CONTEXT Neural substrates that may be responsible for the high prevalence of depression in type 1 diabetes mellitus (T1DM) have not yet been elucidated. OBJECTIVE To investigate neuroanatomic correlates of depression in T1DM. DESIGN Case-control study using high-resolution brain magnetic resonance images. SETTINGS Joslin Diabetes Center and McLean Hospital, Massachusetts, and Seoul National University Hospital, South Korea. PARTICIPANTS A total of 125 patients with T1DM (44 subjects with ≥1 previous depressive episodes [T1DM-depression group] and 81 subjects who had never experienced depressive episodes [T1DM-only group]), 23 subjects without T1DM but with 1 or more previous depressive episodes (depression group), and 38 healthy subjects (control group).

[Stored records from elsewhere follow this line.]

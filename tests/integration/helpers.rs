//! Test helpers for integration tests

use std::collections::HashMap;
use std::path::{Path, PathBuf};
use std::process::{Command, Output};
use std::sync::Mutex;

use anyhow::{Context, Result};
use chrono::{DateTime, TimeZone, Utc};
use tempfile::TempDir;

use release_train::api::{ApiCommit, ApiTag, ContentApi, FileAction, RefInfo};
use release_train::core::error::ApiError;

/// Run git in a directory, failing the test on a non-zero exit.
pub fn git(cwd: &Path, args: &[&str]) -> Result<Output> {
  let output = Command::new("git")
    .current_dir(cwd)
    .env("GIT_AUTHOR_NAME", "Test User")
    .env("GIT_AUTHOR_EMAIL", "test@example.com")
    .env("GIT_COMMITTER_NAME", "Test User")
    .env("GIT_COMMITTER_EMAIL", "test@example.com")
    .args(args)
    .output()
    .context("Failed to run git command")?;

  if !output.status.success() {
    let stderr = String::from_utf8_lossy(&output.stderr);
    anyhow::bail!("Git command failed: git {}\n{}", args.join(" "), stderr);
  }

  Ok(output)
}

pub fn git_stdout(cwd: &Path, args: &[&str]) -> Result<String> {
  let output = git(cwd, args)?;
  Ok(String::from_utf8_lossy(&output.stdout).trim().to_string())
}

/// A bare repository seeded with one commit on `master`.
pub struct SeededRemote {
  _root: TempDir,
  pub path: PathBuf,
  pub head: String,
}

impl SeededRemote {
  /// Create a bare remote whose `master` carries `files`.
  pub fn new(files: &[(&str, &str)]) -> Result<Self> {
    let root = TempDir::new()?;
    let bare = root.path().join("remote.git");
    let work = root.path().join("seed");

    git(root.path(), &["init", "--bare", "--initial-branch=master", bare.to_str().unwrap()])?;

    git(root.path(), &["init", "--initial-branch=master", work.to_str().unwrap()])?;
    for (file, content) in files {
      let path = work.join(file);
      if let Some(parent) = path.parent() {
        std::fs::create_dir_all(parent)?;
      }
      std::fs::write(path, content)?;
    }
    git(&work, &["add", "."])?;
    git(&work, &["commit", "--allow-empty", "-m", "Seed repository"])?;
    git(&work, &["push", bare.to_str().unwrap(), "master"])?;

    let head = git_stdout(&work, &["rev-parse", "HEAD"])?;

    Ok(SeededRemote {
      _root: root,
      path: bare,
      head,
    })
  }

  pub fn url(&self) -> String {
    self.path.display().to_string()
  }

  /// Commit `files` onto a branch of the remote through a throwaway clone.
  pub fn push_commit(&self, branch: &str, files: &[(&str, &str)], message: &str) -> Result<String> {
    let work = TempDir::new()?;
    let clone = work.path().join("clone");

    git(work.path(), &["clone", &self.url(), clone.to_str().unwrap()])?;
    let checkout = git(&clone, &["checkout", branch]);
    if checkout.is_err() {
      git(&clone, &["checkout", "-b", branch])?;
    }

    for (file, content) in files {
      let path = clone.join(file);
      if let Some(parent) = path.parent() {
        std::fs::create_dir_all(parent)?;
      }
      std::fs::write(path, content)?;
    }
    git(&clone, &["add", "."])?;
    git(&clone, &["commit", "-m", message])?;
    git(&clone, &["push", "origin", branch])?;

    git_stdout(&clone, &["rev-parse", "HEAD"])
  }

  /// Contents of `file` at `reference` on the remote, if present.
  pub fn show(&self, reference: &str, file: &str) -> Option<String> {
    let output = Command::new("git")
      .current_dir(&self.path)
      .args(["show", &format!("{}:{}", reference, file)])
      .output()
      .ok()?;

    if output.status.success() {
      Some(String::from_utf8_lossy(&output.stdout).to_string())
    } else {
      None
    }
  }

  pub fn tags(&self) -> Result<Vec<String>> {
    Ok(
      git_stdout(&self.path, &["tag", "--list"])?
        .lines()
        .map(String::from)
        .collect(),
    )
  }

  pub fn has_branch(&self, branch: &str) -> bool {
    Command::new("git")
      .current_dir(&self.path)
      .args(["rev-parse", "--verify", &format!("refs/heads/{}", branch)])
      .output()
      .map(|o| o.status.success())
      .unwrap_or(false)
  }
}

/// Fixed timestamp for deterministic tag names.
pub fn fixed_time(hour: u32, minute: u32) -> DateTime<Utc> {
  Utc.with_ymd_and_hms(2026, 2, 26, hour, minute, 0).unwrap()
}

type FileKey = (String, String, String);

#[derive(Default)]
struct FakeState {
  // (project, reference, file) -> content
  files: HashMap<FileKey, String>,
  // (project, reference) -> commit
  commits: HashMap<(String, String), ApiCommit>,
  // (project, sha) -> refs containing it
  refs: HashMap<(String, String), Vec<RefInfo>>,
  // (project, tag name, target ref)
  tags: Vec<(String, String, String)>,
  commit_count: usize,
  commit_messages: Vec<(String, String)>,
  fail_create_commit: bool,
  fail_tags_for: Option<String>,
}

/// In-process [`ContentApi`] over plain maps.
#[derive(Default)]
pub struct FakeApi {
  state: Mutex<FakeState>,
}

impl FakeApi {
  pub fn new() -> Self {
    Self::default()
  }

  pub fn set_file(&self, project: &str, reference: &str, file: &str, content: &str) {
    let mut state = self.state.lock().unwrap();
    state.files.insert(
      (project.to_string(), reference.to_string(), file.to_string()),
      content.to_string(),
    );
  }

  pub fn set_commit(&self, project: &str, reference: &str, id: &str, created_at: DateTime<Utc>) {
    let mut state = self.state.lock().unwrap();
    let commit = ApiCommit {
      id: id.to_string(),
      created_at,
    };
    state
      .commits
      .insert((project.to_string(), reference.to_string()), commit.clone());
    // The SHA itself also resolves.
    state.commits.insert((project.to_string(), id.to_string()), commit);
  }

  pub fn set_refs(&self, project: &str, sha: &str, refs: Vec<RefInfo>) {
    let mut state = self.state.lock().unwrap();
    state.refs.insert((project.to_string(), sha.to_string()), refs);
  }

  /// Tags created so far, as `(project, tag name, target ref)`.
  pub fn created_tags(&self) -> Vec<(String, String, String)> {
    self.state.lock().unwrap().tags.clone()
  }

  /// Commit messages created so far, as `(project, message)`.
  pub fn created_commits(&self) -> Vec<(String, String)> {
    self.state.lock().unwrap().commit_messages.clone()
  }

  pub fn file(&self, project: &str, reference: &str, file: &str) -> Option<String> {
    let state = self.state.lock().unwrap();
    state
      .files
      .get(&(project.to_string(), reference.to_string(), file.to_string()))
      .cloned()
  }

  pub fn fail_create_commit(&self) {
    self.state.lock().unwrap().fail_create_commit = true;
  }

  /// Make `create_tag` fail for one project.
  pub fn fail_tags_for(&self, project: &str) {
    self.state.lock().unwrap().fail_tags_for = Some(project.to_string());
  }
}

impl ContentApi for FakeApi {
  fn file_contents(&self, project: &str, file: &str, reference: &str) -> Result<String, ApiError> {
    let state = self.state.lock().unwrap();
    state
      .files
      .get(&(project.to_string(), reference.to_string(), file.to_string()))
      .cloned()
      .ok_or_else(|| ApiError::Http {
        status: 404,
        url: format!("fake:///{}/{}/{}", project, reference, file),
      })
  }

  fn create_commit(
    &self,
    project: &str,
    branch: &str,
    message: &str,
    actions: &[FileAction],
  ) -> Result<ApiCommit, ApiError> {
    let mut state = self.state.lock().unwrap();

    if state.fail_create_commit {
      return Err(ApiError::Request {
        message: "connection reset by peer".to_string(),
      });
    }

    for action in actions {
      let file = action.file_path.trim_start_matches('/').to_string();
      state
        .files
        .insert((project.to_string(), branch.to_string(), file), action.content.clone());
    }

    state.commit_count += 1;
    state.commit_messages.push((project.to_string(), message.to_string()));

    Ok(ApiCommit {
      id: format!("fakecommit{:06}", state.commit_count),
      created_at: Utc::now(),
    })
  }

  fn create_tag(
    &self,
    project: &str,
    tag: &str,
    reference: &str,
    message: &str,
  ) -> Result<ApiTag, ApiError> {
    let mut state = self.state.lock().unwrap();

    if state.fail_tags_for.as_deref() == Some(project) {
      return Err(ApiError::Http {
        status: 503,
        url: format!("fake:///{}/tags", project),
      });
    }

    state
      .tags
      .push((project.to_string(), tag.to_string(), reference.to_string()));

    Ok(ApiTag {
      name: tag.to_string(),
      message: Some(message.to_string()),
    })
  }

  fn commit(&self, project: &str, reference: &str) -> Result<ApiCommit, ApiError> {
    let state = self.state.lock().unwrap();
    state
      .commits
      .get(&(project.to_string(), reference.to_string()))
      .cloned()
      .ok_or_else(|| ApiError::Http {
        status: 404,
        url: format!("fake:///{}/commits/{}", project, reference),
      })
  }

  fn commit_refs(&self, project: &str, sha: &str) -> Result<Vec<RefInfo>, ApiError> {
    let state = self.state.lock().unwrap();
    Ok(
      state
        .refs
        .get(&(project.to_string(), sha.to_string()))
        .cloned()
        .unwrap_or_default(),
    )
  }
}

MAIN OUTCOME MEASURES Spatial distributions of cortical thickness for each diagnostic group were compared with the control group using a surface-based approach. Among patients with T1DM, associations between metabolic control measures and cortical thickness deficits were examined. RESULTS Thickness reduction in the bilateral superior prefrontal cortical regions was observed in the T1DM-depression, T1DM-only, and depression groups relative to the control group at corrected P < .01. Conjunction analyses demonstrated that thickness reductions related to the influence of T1DM and those related to past depressive episode influence were observed primarily in the superior prefrontal cortical region. Long-term glycemic control levels were associated with superior prefrontal cortical deficits in patients with T1DM (β = -0.19, P = .02). CONCLUSIONS This study provides evidence that thickness reduction of prefrontal cortical regions in patients with T1DM, as modified by long-term glycemic control, could contribute to the increased risk for comorbid depression.